By Nancy Ross-Flanigan


Jobaria tiguidensis quarry
Jobaria tiguidensis quarry

From the photos on Jeffrey Wilson's home page – the color shot where he's crouched in the middle of the Sahara holding a small lizard in one hand, and the moody black-and-white portrait where he sits in a straight-backed chair, open notebook on his knee, with sauropod tail bones snaking atop the museum case in front of him – you might think that Wilson is a guy who's living out his childhood dreams. A man who, as a boy, stood slack-jawed before museum mounts of prehistoric beasts, who doodled dinosaurs in the margins of his schoolbooks and fantasized about digging up bones as big as tree trunks.

You'd be wrong.


"I had no early interest in dinosaurs," Wilson admits. "I didn't know much about them until graduate school."

What did capture his young imagination was anything related to the inner workings of living creatures.

"When I was eight, my parents gave me a Gray's Anatomy coloring book that fascinated me," Wilson recalls. "When I was 12, we went to Colombia to visit my mother's family, where I was able to watch several routine surgeries performed by my uncle. That blew me away and was probably the earliest germ of interest related to my interest in anatomy and paleontology."

Fast forward to the summer of 1992. Wilson was about to begin graduate school at the University of Chicago, where he planned to study the physiology of reptiles, when he happened to read Stephen J. Gould's book, Wonderful Life. The book is a window into the working lives of paleontologists, and Wilson liked what he saw when he peeked inside. He immediately got in touch with Chicago's Paul Sereno, paleontologist and dinosaur discoverer extraordinaire, who would become Wilson's graduate advisor.

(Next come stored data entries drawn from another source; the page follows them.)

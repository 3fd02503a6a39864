//! Output format implementations
//!
//! Each format converts the IR [`Document`](crate::ir::nodes::Document) to its own
//! representation. Register them through
//! [`FormatRegistry`](crate::registry::FormatRegistry).

pub mod json;
pub mod markdown;
pub mod text;
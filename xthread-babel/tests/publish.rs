//! Writing rendered documents and their images to disk.

use std::fs;
use std::sync::Mutex;

use tempfile::tempdir;
use xthread_babel::document::{build_document, DocumentOptions};
use xthread_babel::publish::{publish, PublishSpec};
use xthread_babel::{Error, MediaFetcher, Result};

use crate::common::load_source;

/// Serves every URL except those containing `cover`, and records what was asked.
#[derive(Default)]
struct RecordingFetcher {
    requested: Mutex<Vec<String>>,
}

impl MediaFetcher for RecordingFetcher {
    fn download(&self, url: &str) -> Result<Vec<u8>> {
        self.requested.lock().unwrap().push(url.to_string());
        if url.contains("cover") {
            return Err(Error::Api("HTTP 403".to_string()));
        }
        Ok(vec![0x89, b'P', b'N', b'G'])
    }
}

#[test]
fn article_is_written_with_its_images() {
    let dir = tempdir().unwrap();
    let (start, source) = load_source("article.json");
    let model = build_document(start, &source, &DocumentOptions::default()).unwrap();
    let fetcher = RecordingFetcher::default();

    let report = publish(PublishSpec::new(&model, dir.path()), Some(&fetcher)).unwrap();

    let document = fs::read_to_string(dir.path().join("alice_1820000000000000001.md")).unwrap();
    assert!(document.starts_with("# Shipping Rust at Scale\n"));

    let images = dir.path().join("alice_1820000000000000001_images");
    assert_eq!(report.images_dir.as_deref(), Some(images.as_path()));
    assert_eq!(fs::read(images.join("article_1.png")).unwrap(), [0x89, b'P', b'N', b'G']);
    assert!(!images.join("cover.jpg").exists());

    // A failed download does not stop the others
    assert_eq!(report.saved, [images.join("article_1.png")]);
    assert_eq!(report.failed.len(), 1);
    assert_eq!(report.failed[0].reference.filename, "cover.jpg");
    assert_eq!(fetcher.requested.lock().unwrap().len(), 2);
}

#[test]
fn text_format_writes_txt_without_images_dir() {
    let dir = tempdir().unwrap();
    let (start, source) = load_source("thread.json");
    let model = build_document(start, &source, &DocumentOptions::default()).unwrap();

    let report = publish(PublishSpec::new(&model, dir.path()).with_format("text"), None).unwrap();

    assert_eq!(
        report.document_path,
        dir.path().join("alice_1810000000000000002.txt")
    );
    let text = fs::read_to_string(&report.document_path).unwrap();
    assert!(text.contains("Second: the details."));
    assert!(!text.contains("**"));
    assert_eq!(report.skipped, 2);
    assert!(report.saved.is_empty());
}

#[test]
fn post_without_media_creates_no_images_dir() {
    let dir = tempdir().unwrap();
    let (mut start, source) = load_source("post.json");
    start.photos.clear();
    let model = build_document(start, &source, &DocumentOptions::default()).unwrap();

    let report = publish(PublishSpec::new(&model, dir.path()), None).unwrap();
    assert_eq!(report.images_dir, None);
    assert!(!dir.path().join("alice_1800000000000000001_images").exists());
}
//! Writing a rendered document and its images to disk.
//!
//! Provides a single call that serializes a [`DocumentModel`] in the requested format,
//! writes `<output>/<base_name>.<ext>` and realizes every media reference under
//! `<output>/<images_dir>/`. Image failures are collected in the report and never abort
//! the publish: the document keeps referencing the path either way.

use std::fs;
use std::path::{Path, PathBuf};

use tracing::{info, warn};

use crate::common::media::MediaReference;
use crate::common::paths::normalize_path;
use crate::document::DocumentModel;
use crate::error::Result;
use crate::registry::FormatRegistry;
use crate::source::MediaFetcher;

/// Specifies how to publish a document.
///
/// ```ignore
/// let spec = PublishSpec::new(&model, "output").with_format("markdown");
/// let report = publish(spec, Some(&client))?;
/// ```
#[derive(Debug)]
pub struct PublishSpec<'a> {
    pub model: &'a DocumentModel,
    pub output_dir: PathBuf,
    /// Format name from the [`FormatRegistry`]
    pub format: &'a str,
}

impl<'a> PublishSpec<'a> {
    pub fn new(model: &'a DocumentModel, output_dir: impl AsRef<Path>) -> Self {
        Self {
            model,
            output_dir: output_dir.as_ref().to_path_buf(),
            format: "markdown",
        }
    }

    pub fn with_format(mut self, format: &'a str) -> Self {
        self.format = format;
        self
    }
}

/// An image that could not be saved.
#[derive(Debug, Clone, PartialEq)]
pub struct MediaFailure {
    pub reference: MediaReference,
    pub error: String,
}

/// What a publish wrote.
#[derive(Debug, Clone, PartialEq)]
pub struct PublishReport {
    pub document_path: PathBuf,
    /// Present when the document references images
    pub images_dir: Option<PathBuf>,
    pub saved: Vec<PathBuf>,
    pub failed: Vec<MediaFailure>,
    /// References not downloaded because no fetcher was given
    pub skipped: usize,
}

/// Writes the document, then downloads its media with `fetcher` when one is given.
pub fn publish(spec: PublishSpec<'_>, fetcher: Option<&dyn MediaFetcher>) -> Result<PublishReport> {
    let registry = FormatRegistry::with_defaults();
    let format = registry.get(spec.format)?;
    let extension = format
        .file_extensions()
        .first()
        .copied()
        .unwrap_or(spec.format);
    let text = registry.serialize(&spec.model.document, spec.format)?;

    fs::create_dir_all(&spec.output_dir)?;
    let document_path = spec
        .output_dir
        .join(format!("{}.{extension}", spec.model.base_name));
    fs::write(&document_path, text)?;
    info!(path = %document_path.display(), "document written");

    let mut report = PublishReport {
        document_path,
        images_dir: None,
        saved: Vec::new(),
        failed: Vec::new(),
        skipped: 0,
    };
    if spec.model.media.is_empty() {
        return Ok(report);
    }

    let images_dir = spec.output_dir.join(&spec.model.images_dir);
    report.images_dir = Some(images_dir.clone());
    let Some(fetcher) = fetcher else {
        report.skipped = spec.model.media.len();
        return Ok(report);
    };
    fs::create_dir_all(&images_dir)?;

    for reference in &spec.model.media {
        let target = images_dir.join(&reference.filename);
        let shown = normalize_path(&target, Some(&spec.output_dir));
        match fetcher
            .download(&reference.url)
            .and_then(|bytes| Ok(fs::write(&target, &bytes).map(|_| bytes.len())?))
        {
            Ok(size) => {
                info!(path = %shown, kb = size / 1024, "image saved");
                report.saved.push(target);
            }
            Err(err) => {
                warn!(path = %shown, url = %reference.url, error = %err, "image download failed");
                report.failed.push(MediaFailure {
                    reference: reference.clone(),
                    error: err.to_string(),
                });
            }
        }
    }

    Ok(report)
}

#[cfg(test)]
mod tests {
    use super::*;
    use crate::common::media::MediaRole;
    use crate::document::DocumentKind;
    use crate::error::Error;
    use crate::ir::nodes::{Document, Paragraph};
    use tempfile::tempdir;

    struct FakeFetcher;

    impl MediaFetcher for FakeFetcher {
        fn download(&self, url: &str) -> Result<Vec<u8>> {
            if url.contains("broken") {
                Err(Error::Api("HTTP 500".to_string()))
            } else {
                Ok(url.as_bytes().to_vec())
            }
        }
    }

    fn model() -> DocumentModel {
        DocumentModel {
            document: Document {
                children: vec![Paragraph::text("hello").into()],
            },
            media: vec![
                MediaReference {
                    url: "https://img/ok.png".to_string(),
                    role: MediaRole::Attachment(1),
                    filename: "1.png".to_string(),
                },
                MediaReference {
                    url: "https://img/broken.jpg".to_string(),
                    role: MediaRole::Attachment(2),
                    filename: "2.jpg".to_string(),
                },
            ],
            base_name: "alice_1".to_string(),
            images_dir: "alice_1_images".to_string(),
            kind: DocumentKind::Post,
        }
    }

    #[test]
    fn writes_document_and_collects_failures() {
        let dir = tempdir().unwrap();
        let model = model();
        let report = publish(PublishSpec::new(&model, dir.path()), Some(&FakeFetcher)).unwrap();

        assert_eq!(report.document_path, dir.path().join("alice_1.md"));
        assert_eq!(fs::read_to_string(&report.document_path).unwrap(), "hello\n");
        assert_eq!(
            fs::read(dir.path().join("alice_1_images/1.png")).unwrap(),
            b"https://img/ok.png"
        );
        assert_eq!(report.saved.len(), 1);
        assert_eq!(report.failed.len(), 1);
        assert_eq!(report.failed[0].reference.filename, "2.jpg");
    }

    #[test]
    fn json_format_uses_its_extension() {
        let dir = tempdir().unwrap();
        let model = model();
        let report = publish(
            PublishSpec::new(&model, dir.path()).with_format("json"),
            None,
        )
        .unwrap();
        assert_eq!(report.document_path, dir.path().join("alice_1.json"));
        assert_eq!(report.skipped, 2);
        assert!(!dir.path().join("alice_1_images").exists());
    }

    #[test]
    fn unknown_format_is_an_error() {
        let dir = tempdir().unwrap();
        let model = model();
        assert!(matches!(
            publish(PublishSpec::new(&model, dir.path()).with_format("pdf"), None),
            Err(Error::FormatNotFound(_))
        ));
    }
}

The following year, Wilson spent four months excavating dinosaurs in Saharan Africa with Sereno, an experience he describes as "life-changing."

"Thinking about the depth of time and the changes that the Earth has seen, along with the starkness of our Saharan setting, I felt very small," Wilson remembers. The perspective gained from the African experience convinced him that paleontology was the perfect career choice.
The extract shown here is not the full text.